投稿日: May 24, 2014 12:49:45 AM
時代は逆戻りしない
昨日ホテルの再建の話を聞いた。 バブルの頃に豪華なホテルが各地にできて、バブル崩壊後に多くのホテルが借入金が返せなくなり、値段が下がるとか倒産・閉鎖するとか、外資に買われていった。その中で生き残り黒字化したホテルの話であった。その中で日本のホテル経営の変遷が語られたのだが、バブルよりもホテルに大きな打撃を与えたのがインターネットであるという話で、それはいろいろ思い出すところがある。
当時不況でリストラを迫られていた日立造船が、社内でベンチャーをやらせて、自分たちの食い扶持を自分で確保しろということをやった。その時、確か子会社のシステムの人だったと記憶するが、小野田さんが「旅の窓口」というホテル予約などのサイトを始めた。これは今考えると何でもないもののように思えるが、アメリカの何かをマネしたものではなく、国内のビジネスをいろいろ調べてたどりついたものであることを小野田さんから聞いた。
取引慣行が不明朗なものはEC化はできず、例えば航空運賃は当時扱えず、ホテル宿泊とのセットのような特殊な扱いになった。運送も不明朗でEC化できないと判断したと聞いた。当時印刷のEC化も研究していたので参考になった話である。
「旅の窓口」は大成功して、しかも今すぐ安く泊まれるところを見つけたい客と、値段を下げても空部屋をぎりぎりまで売り切りたいホテル側の双方がWinWinになった。

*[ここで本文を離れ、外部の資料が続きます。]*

/// Lower a traversal to its canonical key
///
/// Root and attribute steps contribute their name, numeric indices their decimal value and string indices their
/// raw value. Splats and computed indices end the key.
pub fn flatten(traversal: &Traversal) -> Flattened {
    let Expression::Variable(root) = &traversal.expr else {
        return Flattened::Skip(Skipped::new(String::new(), SkipReason::NotAbsolute));
    };

    let mut key = root.as_str().to_string();
    let mut complete = true;

    for operator in &traversal.operators {
        let step = match operator {
            TraversalOperator::GetAttr(ident) => ident.as_str().to_string(),
            TraversalOperator::Index(Expression::String(index)) => index.clone(),
            TraversalOperator::Index(Expression::Number(index)) => match whole_index(index) {
                Some(index) => index.to_string(),
                None => {
                    return Flattened::Skip(Skipped::new(
                        key,
                        SkipReason::InvalidIndex(index.clone()),
                    ))
                }
            },
            TraversalOperator::LegacyIndex(index) => match i64::try_from(*index) {
                Ok(index) => index.to_string(),
                Err(_) => {
                    return Flattened::Skip(Skipped::new(
                        key,
                        SkipReason::InvalidIndex(Number::from(*index)),
                    ))
                }
            },
            _ => {
                complete = false;
                break;
            }
        };

        key.push(SEPARATOR);
        key.push_str(&step);
    }

    // an empty string index leaves a dangling separator
    if key.ends_with(SEPARATOR) {
        key.pop();
    }

    if complete {
        Flattened::Full(key)
    } else {
        Flattened::Partial(key)
    }
}

/// The integer value of `number` if it has one
fn whole_index(number: &Number) -> Option<i64> {
    if let Some(index) = number.as_i64() {
        return Some(index);
    }

    if !number.is_f64() {
        // integer beyond i64
        return None;
    }

    let float = number.as_f64()?;
    let in_range = float >= i64::MIN as f64 && float < i64::MAX as f64;
    if float.fract() == 0.0 && in_range {
        Some(float as i64)
    } else {
        None
    }
}

/// Variables of a body and the traversals that did not make it
#[derive(Debug, Clone, Default, PartialEq, Serialize)]
pub struct Lowering {
    pub variables: BTreeMap<String, InterpolatedVariable>,
    pub skipped: Vec<Skipped>,
}

impl Lowering {
    pub fn into_variables(self) -> BTreeMap<String, InterpolatedVariable> {
        self.variables
    }
}

#[derive(Debug, Clone, PartialEq, Serialize, derive_new::new)]
pub struct Skipped {
    /// Canonical key, or the part of it lowered before the problem was found
    pub key: String,
    #[serde(serialize_with = "serialize_display")]
    pub reason: SkipReason,
}

#[derive(thiserror::Error, Debug, Clone, PartialEq)]
pub enum SkipReason {
    #[error("index {0} is not a whole number")]
    InvalidIndex(Number),
    #[error("traversal is not rooted at a variable")]
    NotAbsolute,
    #[error(transparent)]
    Unclassifiable(VariableNameError),
}

fn serialize_display<T, S>(value: &T, serializer: S) -> Result<S::Ok, S::Error>
where
    T: std::fmt::Display,
    S: Serializer,
{
    serializer.collect_str(value)
}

それまでは旅行代理店の窓口が閉まってしまった以降は、時刻表の広告を頼りに電話を順番にかけないと、行く先のホテルは探せなかったからであった。
これはホテルが細かく価格比較されるきっかけでもあり、既存のホテルの値段も下げただろうが、それ以上にホテル経営が見直されることになった。それまでも素泊まりのビジネスホテルは駅周辺にあったが、それらはすぐに見つかる立地であるか時刻表や駅に広告を打たなければならなかった。それがインターネットで検索・比較されることで、多くの宿泊需要をかっさらっていき、その頃から新規のビジネスホテルチェーンが増え、アパホテルだけでも全国に200以上あるほどになった。
リアルの世界の高級ホテルはショッピングセンターやオフィスビルを併設するなどしてリスクヘッジし、またサービス価値をあげなければ成り立たないようになっていった。
一方でECなどのマッチングサービスはいろいろな分野に広がっていった。旅では旅行代理店の役割が変わってしまったように、エンタメもシティロードやぴあのような情報誌やチケット販売はインターネットに移っていったし、オフィス用品から惣菜まで物品調達もネット利用があたりまえになり、効率の悪いルートセールスは減った。
しかし誰でもECに参入すれば食っていける時代ではない。「旅の窓口」がビジネスモデルを構築していた時代は、例えば東芝は駅探をするために全国の時刻表を入力し、実際の乗り換えにかかる徒歩時間をアルバイトを使って調べさせ、独自のモデルを作っていたし、ゼンリンの地図・カーナビ情報などもそうで、独自の土台を自分で築いたところが後にシェアを取れるようになったのである。
これはネットを使った効率化の裏には、他人の苦労を肩代わりする大きな努力があるということでもある。ECも成功すればいろいろ揶揄されることもあろうが、ならば代わりにやってみろといわれても、誰にも真似できないものになって、既存の業界を揺さぶるところまで行くのである。